Item 1.01 Entry into a Material Definitive Agreement

On April 9, 2020, Libbey Inc. (the "Company" or "Libbey") entered into Amendment No. 1 (the "Amendment") to the Senior Secured Credit Agreement, dated as of April 9, 2014 (the "Credit Agreement"), by and among the Company, Libbey Glass Inc., as borrower (the "Borrower), each of the Loan Parties (as defined in the Credit Agreement) and the lenders party thereto. The amendment provides for an extension of the date on which the Borrower is required under the Credit Agreement to make a prepayment of approximately $12 million from the Borrower's Excess Cash Flow (as defined in the Credit Agreement) from April 9, 2020 to April 30, 2020, subject to certain conditions, including the Borrower's provision of certain financial, operational and liquidity information to the lenders, and the maintenance by the Loan Parties of a minimum level of liquidity.

A copy of the Credit Agreement was filed as exhibit 4.2 to Libbey's Current Report on Form 8-K filed with the Securities and Exchange Commission (the "SEC") on April 11, 2014. The foregoing description of the Amendment does not purport to be a complete description and is qualified in its entirety by reference to the full text of the Amendment, a copy of which will be filed with Libbey's Quarterly Report on Form 10-Q for the period ended March 31, 2020.

Item 5.02 Departure of Directors or Certain Officers; Election of Directors; Appointment of Certain Officers; Compensatory Arrangements of Certain Officers

On April 9, 2020, the Compensation Committee of the Board of Directors approved temporary reductions in the base salaries of the Company's executive officers.

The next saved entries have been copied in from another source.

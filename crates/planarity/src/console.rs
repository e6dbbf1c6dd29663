use std::io::BufRead;
use std::sync::mpsc as std_mpsc;

use colored::Colorize;
use tokio::sync::mpsc;

use crate::game::{Input, Note, Player};
use crate::geometry::Point;
use crate::graph::{GraphError, NodeId};
use crate::session::{Change, Session};

const HELP: &str = "\
Commands:
  touch X Y     grab the node under (X, Y), or drag the held node there
  lift          release the held node
  move N X Y    move node N to (X, Y) in one gesture
  start         signal ready (multiplayer)
  show          print the board
  back          leave the current game
  help          print this list";

/// One line typed at the game prompt.
#[derive(Debug, Clone, Copy, PartialEq, Eq)]
pub enum Command {
    Play(Input),
    Help,
}

#[derive(Debug, Clone, PartialEq, Eq, thiserror::Error)]
pub enum CommandError {
    #[error("type a command, or `help`")]
    Empty,

    #[error("unknown command {0:?}, type `help`")]
    Unknown(String),

    #[error("usage: {0}")]
    Usage(&'static str),

    #[error("{0:?} is not a whole number")]
    BadNumber(String),

    #[error(transparent)]
    Node(#[from] GraphError),
}

fn number<T: std::str::FromStr>(word: &str) -> Result<T, CommandError> {
    word.parse()
        .map_err(|_| CommandError::BadNumber(word.to_string()))
}

fn point(x: &str, y: &str) -> Result<Point, CommandError> {
    Ok(Point::new(number(x)?, number(y)?))
}

pub fn parse_command(line: &str) -> Result<Command, CommandError> {
    let words: Vec<&str> = line.split_whitespace().collect();
    let Some((&name, args)) = words.split_first() else {
        return Err(CommandError::Empty);
    };
    let input = match (name.to_ascii_lowercase().as_str(), args) {
        ("help" | "?", _) => return Ok(Command::Help),
        ("touch" | "t", [x, y]) => Input::Touch(point(x, y)?),
        ("touch" | "t", _) => return Err(CommandError::Usage("touch X Y")),
        ("lift" | "l", []) => Input::Lift,
        ("move" | "m", [n, x, y]) => Input::Place {
            node: NodeId::new(number(n)?)?,
            to: point(x, y)?,
        },
        ("move" | "m", _) => return Err(CommandError::Usage("move N X Y")),
        ("start" | "s", []) => Input::Start,
        ("back" | "b" | "quit" | "q", []) => Input::Back,
        ("show", []) => Input::Show,
        _ => return Err(CommandError::Unknown(line.trim().to_string())),
    };
    Ok(Command::Play(input))
}

/// Reads stdin on a helper thread, one line per request, so that nothing
/// is consumed from stdin while an interactive menu owns it.
pub struct Console {
    requests: std_mpsc::Sender<()>,
    lines: mpsc::UnboundedReceiver<String>,
    /// A line has been requested and not yet received.
    pending: bool,
}

impl Console {
    pub fn new() -> Self {
        let (requests, wanted) = std_mpsc::channel::<()>();
        let (tx, lines) = mpsc::unbounded_channel();
        std::thread::spawn(move || {
            let stdin = std::io::stdin();
            while wanted.recv().is_ok() {
                let mut line = String::new();
                match stdin.lock().read_line(&mut line) {
                    Ok(0) | Err(_) => break,
                    Ok(_) => {
                        if tx.send(line).is_err() {
                            break;
                        }
                    }
                }
            }
        });
        Self {
            requests,
            lines,
            pending: false,
        }
    }

    /// Next line from stdin, `None` at end of input. Cancel-safe: a line
    /// requested by a cancelled call is handed to the next one.
    pub async fn next_line(&mut self) -> Option<String> {
        if !self.pending {
            self.requests.send(()).ok()?;
            self.pending = true;
        }
        let line = self.lines.recv().await;
        self.pending = false;
        line
    }

    /// Release stdin for the menus. If a line is still being read, ask the
    /// user to finish it.
    pub async fn settle(&mut self) {
        if self.pending {
            println!("{}", "Press Enter to continue".dimmed());
            self.next_line().await;
        }
    }
}

impl Default for Console {
    fn default() -> Self {
        Self::new()
    }
}

/// A human at the terminal.
pub struct ConsolePlayer<'a> {
    console: &'a mut Console,
}

impl<'a> ConsolePlayer<'a> {
    pub fn new(console: &'a mut Console) -> Self {
        Self { console }
    }
}

fn clock(session: &Session) -> String {
    let seconds = session.seconds();
    let text = format!("{}:{:02}", seconds / 60, seconds % 60);
    if session.counts_down() {
        format!("{text} left")
    } else {
        text
    }
}

fn status(session: &Session) -> String {
    let crossings = match session.crossings() {
        0 => "0 crossings".green().to_string(),
        1 => "1 crossing".yellow().to_string(),
        n => format!("{n} crossings").yellow().to_string(),
    };
    format!(
        "{crossings} | {} moves | {}",
        session.moves(),
        clock(session)
    )
}

fn print_board(session: &Session) {
    let puzzle = session.puzzle();
    println!("{}", format!("{} ({})", session.mode(), session.level()).bold());
    for (node, point) in puzzle.nodes.iter() {
        let label = format!("  node {node} at {point}");
        if session.held() == Some(node) {
            println!("{} {}", label, "(held)".cyan());
        } else {
            println!("{label}");
        }
    }
    let edges: Vec<String> = puzzle.edges().iter().map(ToString::to_string).collect();
    println!("  edges {}", edges.join(" "));
    println!("  {}", status(session));
}

/// Whether a clock tick deserves a line on the terminal.
fn tick_worth_showing(session: &Session) -> bool {
    let seconds = session.seconds();
    if session.counts_down() {
        seconds <= 5 || seconds % 10 == 0
    } else {
        seconds % 30 == 0
    }
}

impl Player for ConsolePlayer<'_> {
    async fn next_input(&mut self) -> Option<Input> {
        loop {
            let line = self.console.next_line().await?;
            match parse_command(&line) {
                Ok(Command::Play(input)) => return Some(input),
                Ok(Command::Help) => println!("{HELP}"),
                Err(CommandError::Empty) => {}
                Err(e) => println!("{}", e.to_string().red()),
            }
        }
    }

    fn notify(&mut self, note: Note<'_>) {
        match note {
            Note::Dealt(session) => {
                println!();
                print_board(session);
                println!("{}", "Type `help` for commands.".dimmed());
            }
            Note::Board(session) => print_board(session),
            Note::Phase(phase) => println!("{} {phase}", "Multiplayer:".bold()),
            Note::Changed(session, change) => match change {
                Change::Ignored => {}
                Change::Grabbed(node) => println!("Holding node {node}"),
                Change::Moved(node) => println!(
                    "Node {node} at {} | {}",
                    session.puzzle().nodes[node],
                    status(session)
                ),
                Change::Released(node) => println!("Released node {node}"),
                Change::Tick => {
                    if tick_worth_showing(session) {
                        println!("{}", clock(session).dimmed());
                    }
                }
                Change::Jumped(node) => println!(
                    "{} node {node} jumped to {} | {}",
                    "Whoa!".magenta().bold(),
                    session.puzzle().nodes[node],
                    status(session)
                ),
                Change::Solved { score } => println!(
                    "{}",
                    format!("Solved in {} moves! Score {score}", session.moves())
                        .green()
                        .bold()
                ),
                Change::TimedOut => println!("{}", "Time is up.".red().bold()),
                Change::Lost => println!("{}", "Your opponent solved it first.".red().bold()),
                Change::Abandoned => println!("{}", "Game abandoned.".yellow()),
            },
        }
    }
}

The base salary of Michael P. Bauer, Chief Executive Officer, will be reduced by 25% and the base salaries of the other executive officers will be reduced by 20%. The Board of Directors has also elected to temporarily reduce its cash compensation by 25%. The foregoing compensation reductions will be effective April 16, 2020 and are intended to continue through and until September 30, 2020.

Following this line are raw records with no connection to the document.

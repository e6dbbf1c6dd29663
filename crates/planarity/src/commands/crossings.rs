use anyhow::{Context, Result};
use colored::Colorize;
use std::path::Path;

use crate::graph::{Puzzle, crossing_pairs};
use crate::multiplayer::wire::{decode_edges, decode_nodes};

pub fn run(file: &Path) -> Result<()> {
    let text = std::fs::read_to_string(file)
        .with_context(|| format!("Failed to read {}", file.display()))?;
    let puzzle = parse_puzzle(&text).with_context(|| format!("Invalid puzzle in {}", file.display()))?;

    let edges = puzzle.edges();
    let pairs: Vec<_> = crossing_pairs(&puzzle.nodes, edges).collect();
    if pairs.is_empty() {
        println!("{}", "0 crossings: the layout is planar.".green().bold());
        return Ok(());
    }
    println!("{}", format!("{} crossings", pairs.len()).yellow().bold());
    for (i, j) in pairs {
        println!("  {} crosses {}", edges[i], edges[j]);
    }
    Ok(())
}

/// Read a puzzle as JSON, as the two wire payloads on separate lines, or as YAML.
pub fn parse_puzzle(text: &str) -> Result<Puzzle> {
    let trimmed = text.trim_start();
    if trimmed.starts_with('{') {
        let puzzle: Puzzle = serde_json::from_str(text)?;
        return Ok(puzzle.validated()?);
    }
    if trimmed.starts_with(|c: char| c.is_ascii_digit()) {
        let mut lines = trimmed.lines().map(str::trim).filter(|l| !l.is_empty());
        let nodes = lines.next().unwrap_or_default();
        let edges = lines
            .next()
            .ok_or_else(|| anyhow::anyhow!("Wire format needs an edge line after the node line"))?;
        let puzzle = Puzzle::new(decode_nodes(nodes)?, decode_edges(edges)?)?;
        return Ok(puzzle);
    }
    let puzzle: Puzzle = serde_yaml::from_str(text)?;
    Ok(puzzle.validated()?)
}

#[cfg(test)]
mod tests {
    use super::*;
    use crate::cli::PuzzleFormat;
    use crate::commands::generate::render;
    use crate::graph::{reference_layout, topology};

    fn scrambled() -> Puzzle {
        let mut nodes = reference_layout();
        nodes.0.swap(0, 1);
        Puzzle::new(nodes, topology(12)).unwrap()
    }

    #[test]
    fn reads_every_generated_format() {
        let puzzle = scrambled();
        for format in [PuzzleFormat::Wire, PuzzleFormat::Yaml, PuzzleFormat::Json] {
            let text = render(&puzzle, format).unwrap();
            assert_eq!(parse_puzzle(&text).unwrap(), puzzle, "{format:?}");
        }
    }

    #[test]
    fn wire_needs_both_lines() {
        let err = parse_puzzle("5,41;6,42;7,43;8,44;9,45;10,46;e\n").unwrap_err();
        assert!(err.to_string().contains("edge line"));
    }

    #[test]
    fn wire_edge_line_needs_ten_edges() {
        let err = parse_puzzle("5,41;6,42;7,43;8,44;9,45;10,46;e\n0,1;1,2;\n").unwrap_err();
        assert!(err.to_string().contains("at least 10 edges"), "{err}");
    }

    #[test]
    fn yaml_edges_are_validated() {
        let text = "nodes: [{x: 5, y: 41}, {x: 6, y: 41}, {x: 7, y: 41}, \
                    {x: 8, y: 41}, {x: 9, y: 41}, {x: 10, y: 41}]\n\
                    edges: [[0, 7]]\n";
        assert!(parse_puzzle(text).is_err());
    }
}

Item 7.01 Regulation FD Disclosure

On April 10, 2020, the Company issued a press release providing updates on the Company's response to COVID-19 and announcing additional cost reduction and operational measures. A copy of the Company's press release is furnished as Exhibit 99.1 to this report.

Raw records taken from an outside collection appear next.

use anyhow::Result;

use crate::cli::PuzzleFormat;
use crate::config::Config;
use crate::graph::Puzzle;
use crate::multiplayer::wire::{encode_edges, encode_nodes};

pub fn run(seed: Option<u64>, format: PuzzleFormat) -> Result<()> {
    let config = Config::load_or_default();
    let mut generator = super::generator(seed, config.generator_config())?;
    let generated = generator.generate_detailed()?;
    tracing::info!(
        crossings = generated.puzzle.crossings(),
        edges = generated.puzzle.edges().len(),
        rejections = generated.rejections,
        "generated puzzle"
    );
    tracing::debug!(
        lines = ?generated.arrangement.lines,
        intersections = ?generated.arrangement.intersections,
        "line arrangement"
    );
    print!("{}", render(&generated.puzzle, format)?);
    Ok(())
}

/// Text form of `puzzle`, newline-terminated.
pub fn render(puzzle: &Puzzle, format: PuzzleFormat) -> Result<String> {
    let text = match format {
        PuzzleFormat::Wire => format!(
            "{}\n{}\n",
            encode_nodes(&puzzle.nodes),
            encode_edges(puzzle.edges())
        ),
        PuzzleFormat::Yaml => serde_yaml::to_string(puzzle)?,
        PuzzleFormat::Json => format!("{}\n", serde_json::to_string_pretty(puzzle)?),
    };
    Ok(text)
}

The information furnished with this Item 7.01, including Exhibit 99.1, shall not be deemed "filed" for purposes of Section 18 of the Securities Exchange Act of 1934, as amended (the "Exchange Act"), or otherwise subject to the liabilities of that section, nor shall it be deemed incorporated by reference into any other filing under the Securities Act of 1933, as amended, or the Exchange Act, except as expressly set forth by specific reference in such a filing.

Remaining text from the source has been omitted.